YOUR ASSIGNMENT:
Make an exact copy of every entry, from the first line to the last.

Top of PROVIDED INFORMATION

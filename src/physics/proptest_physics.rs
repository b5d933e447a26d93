//! Property-based tests for physics simulation using proptest.
//!
//! These tests verify physical invariants across a wide range of body layouts.

use bevy::math::DVec2;
use proptest::prelude::*;

use crate::physics::{LivePartners, PartnerSet, pairwise_force, step_all};
use crate::prediction::{PathEnd, project_trajectories};
use crate::test_utils::{assertions, fixtures};
use crate::viewport::CameraView;

fn coordinate() -> impl Strategy<Value = f64> {
    -50.0f64..50.0
}

fn mass() -> impl Strategy<Value = f64> {
    0.1f64..1000.0
}

proptest! {
    #![proptest_config(ProptestConfig::with_cases(100))]

    /// The force on A from B is exactly the negation of the force on B from A.
    #[test]
    fn prop_pairwise_force_is_antisymmetric(
        ax in coordinate(), ay in coordinate(),
        bx in coordinate(), by in coordinate(),
        ma in mass(), mb in mass(),
        g in 0.01f64..100.0,
    ) {
        let a = DVec2::new(ax, ay);
        let b = DVec2::new(bx, by);

        let on_a = pairwise_force(a, ma, b, mb, g);
        let on_b = pairwise_force(b, mb, a, ma, g);

        prop_assert!((on_a + on_b).abs().max_element() <= 1e-12 * on_a.length().max(1e-300));
    }

    /// Simultaneous updates keep total momentum constant.
    #[test]
    fn prop_momentum_conserved(
        positions in prop::collection::vec((coordinate(), coordinate()), 2..6),
        masses in prop::collection::vec(mass(), 6),
        steps in 1usize..50,
    ) {
        let mut bodies: Vec<_> = positions
            .iter()
            .zip(&masses)
            .enumerate()
            .map(|(i, (&(x, y), &m))| fixtures::body(i as u32, DVec2::new(x, y), DVec2::ZERO, m))
            .collect();

        // Keep bodies apart so forces stay bounded.
        for (i, a) in bodies.iter().enumerate() {
            for b in &bodies[i + 1..] {
                prop_assume!(a.pos.distance(b.pos) > 0.5);
            }
        }

        let initial = assertions::total_momentum(&bodies);

        for _ in 0..steps {
            let partners = LivePartners(&bodies).attractors();
            let failures = step_all(&mut bodies, &partners, 1.0);
            prop_assert!(failures.is_empty());
        }

        // Compare against the momentum actually in play; the total is ~0.
        let in_play: f64 = bodies.iter().map(|b| (b.vel * b.mass()).length()).sum();
        let drift = (assertions::total_momentum(&bodies) - initial).length();
        prop_assert!(drift <= 1e-9 * in_play.max(1e-300), "momentum drift {}", drift);
    }

    /// A symmetric pair keeps its center of mass at the origin.
    #[test]
    fn prop_symmetric_pair_keeps_center_of_mass(
        separation in 0.5f64..20.0,
        speed in -0.05f64..0.05,
        m in mass(),
        steps in 1usize..200,
    ) {
        let mut bodies = fixtures::symmetric_pair(separation, speed, m);

        for _ in 0..steps {
            let partners = LivePartners(&bodies).attractors();
            step_all(&mut bodies, &partners, 1.0);
        }

        assertions::assert_vec_near(assertions::center_of_mass(&bodies), DVec2::ZERO, 1e-12);
    }

    /// A preview never has more segments than its budget.
    #[test]
    fn prop_projection_respects_budget(
        x in coordinate(), y in coordinate(),
        vx in -0.1f64..0.1, vy in -0.1f64..0.1,
        budget in 0usize..300,
    ) {
        let bodies = vec![
            fixtures::body(0, DVec2::ZERO, DVec2::ZERO, 1000.0),
            fixtures::body(1, DVec2::new(x, y), DVec2::new(vx, vy), 1.0),
        ];
        let bounds = CameraView::default().world_bounds();

        let paths = project_trajectories(&bodies, 1.0, &bounds, budget);

        prop_assert_eq!(paths.len(), 2);
        for path in &paths {
            prop_assert!(path.segments.len() <= budget);
            if path.end == PathEnd::Exhausted {
                prop_assert_eq!(path.segments.len(), budget);
            }
        }
    }

    /// A lone body at rest stops its preview after one step.
    #[test]
    fn prop_lone_resting_body_is_stationary(
        x in coordinate(), y in coordinate(),
        m in mass(),
        budget in 1usize..900,
    ) {
        let bodies = vec![fixtures::body(0, DVec2::new(x, y), DVec2::ZERO, m)];
        let bounds = CameraView::default().world_bounds();

        let paths = project_trajectories(&bodies, 1.0, &bounds, budget);

        prop_assert_eq!(paths[0].end, PathEnd::Stationary { steps: 1 });
        prop_assert_eq!(paths[0].segments.len(), 1);
    }

    /// Points inside the visible rectangle map inside the screen.
    #[test]
    fn prop_visible_points_map_on_screen(
        px in -2000.0f64..2000.0, py in -2000.0f64..2000.0,
        zoom in 1.0f64..1000.0,
        fx in 0.0f64..1.0, fy in 0.0f64..1.0,
    ) {
        let view = CameraView {
            position: DVec2::new(px, py),
            zoom,
            screen: DVec2::new(1280.0, 720.0),
        };
        let bounds = view.world_bounds();
        let point = bounds.min + (bounds.max - bounds.min) * DVec2::new(fx, fy);

        let screen = view.world_to_screen(point);
        let half = view.screen / 2.0 + DVec2::splat(1e-6);
        prop_assert!(screen.x.abs() <= half.x && screen.y.abs() <= half.y);
    }
}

Bottom of PROVIDED INFORMATION

WRITTEN RESPONSE:
filename src/physics/proptest_physics.rs
repository b5d933e447a26d93
//! Property-based tests for physics simulation using proptest.
//!
//! These tests verify physical invariants across a wide range of body layouts.

use bevy::math::DVec2;
use proptest::prelude::*;

use crate::physics::{LivePartners, PartnerSet, pairwise_force, step_all};
use crate::prediction::{PathEnd, project_trajectories};
use crate::test_utils::{assertions, fixtures};
use crate::viewport::CameraView;

fn coordinate() -> impl Strategy<Value = f64> {
    -50.0f64..50.0
}

fn mass() -> impl Strategy<Value = f64> {
    0.1f64..1000.0
}

proptest! {
    #![proptest_config(ProptestConfig::with_cases(100))]

    /// The force on A from B is exactly the negation of the force on B from A.
    #[test]
    fn prop_pairwise_force_is_antisymmetric(
        ax in coordinate(), ay in coordinate(),
        bx in coordinate(), by in coordinate(),
        ma in mass(), mb in mass(),
        g in 0.01f64..100.0,
    ) {
        let a = DVec2::new(ax, ay);
        let b = DVec2::new(bx, by);

        let on_a = pairwise_force(a, ma, b, mb, g);
        let on_b = pairwise_force(b, mb, a, ma, g);

        prop_assert!((on_a + on_b).abs().max_element() <= 1e-12 * on_a.length().max(1e-300));
    }

    /// Simultaneous updates keep total momentum constant.
    #[test]
    fn prop_momentum_conserved(
        positions in prop::collection::vec((coordinate(), coordinate()), 2..6),
        masses in prop::collection::vec(mass(), 6),
        steps in 1usize..50,
    ) {
        let mut bodies: Vec<_> = positions
            .iter()
            .zip(&masses)
            .enumerate()
            .map(|(i, (&(x, y), &m))| fixtures::body(i as u32, DVec2::new(x, y), DVec2::ZERO, m))
            .collect();

        // Keep bodies apart so forces stay bounded.
        for (i, a) in bodies.iter().enumerate() {
            for b in &bodies[i + 1..] {
                prop_assume!(a.pos.distance(b.pos) > 0.5);
            }
        }

        let initial = assertions::total_momentum(&bodies);

        for _ in 0..steps {
            let partners = LivePartners(&bodies).attractors();
            let failures = step_all(&mut bodies, &partners, 1.0);
            prop_assert!(failures.is_empty());
        }

        // Compare against the momentum actually in play; the total is ~0.
        let in_play: f64 = bodies.iter().map(|b| (b.vel * b.mass()).length()).sum();
        let drift = (assertions::total_momentum(&bodies) - initial).length();
        prop_assert!(drift <= 1e-9 * in_play.max(1e-300), "momentum drift {}", drift);
    }

    /// A symmetric pair keeps its center of mass at the origin.
    #[test]
    fn prop_symmetric_pair_keeps_center_of_mass(
        separation in 0.5f64..20.0,
        speed in -0.05f64..0.05,
        m in mass(),
        steps in 1usize..200,
    ) {
        let mut bodies = fixtures::symmetric_pair(separation, speed, m);

        for _ in 0..steps {
            let partners = LivePartners(&bodies).attractors();
            step_all(&mut bodies, &partners, 1.0);
        }

        assertions::assert_vec_near(assertions::center_of_mass(&bodies), DVec2::ZERO, 1e-12);
    }

    /// A preview never has more segments than its budget.
    #[test]
    fn prop_projection_respects_budget(
        x in coordinate(), y in coordinate(),
        vx in -0.1f64..0.1, vy in -0.1f64..0.1,
        budget in 0usize..300,
    ) {
        let bodies = vec![
            fixtures::body(0, DVec2::ZERO, DVec2::ZERO, 1000.0),
            fixtures::body(1, DVec2::new(x, y), DVec2::new(vx, vy), 1.0),
        ];
        let bounds = CameraView::default().world_bounds();

        let paths = project_trajectories(&bodies, 1.0, &bounds, budget);

        prop_assert_eq!(paths.len(), 2);
        for path in &paths {
            prop_assert!(path.segments.len() <= budget);
            if path.end == PathEnd::Exhausted {
                prop_assert_eq!(path.segments.len(), budget);
            }
        }
    }

    /// A lone body at rest stops its preview after one step.
    #[test]
    fn prop_lone_resting_body_is_stationary(
        x in coordinate(), y in coordinate(),
        m in mass(),
        budget in 1usize..900,
    ) {
        let bodies = vec![fixtures::body(0, DVec2::new(x, y), DVec2::ZERO, m)];
        let bounds = CameraView::default().world_bounds();

        let paths = project_trajectories(&bodies, 1.0, &bounds, budget);

        prop_assert_eq!(paths[0].end, PathEnd::Stationary { steps: 1 });
        prop_assert_eq!(paths[0].segments.len(), 1);
    }

    /// Points inside the visible rectangle map inside the screen.
    #[test]
    fn prop_visible_points_map_on_screen(
        px in -2000.0f64..2000.0, py in -2000.0f64..2000.0,
        zoom in 1.0f64..1000.0,
        fx in 0.0f64..1.0, fy in 0.0f64..1.0,
    ) {
        let view = CameraView {
            position: DVec2::new(px, py),
            zoom,
            screen: DVec2::new(1280.0, 720.0),
        };
        let bounds = view.world_bounds();
        let point = bounds.min + (bounds.max - bounds.min) * DVec2::new(fx, fy);

        let screen = view.world_to_screen(point);
        let half = view.screen / 2.0 + DVec2::splat(1e-6);
        prop_assert!(screen.x.abs() <= half.x && screen.y.abs() <= half.y);
    }
}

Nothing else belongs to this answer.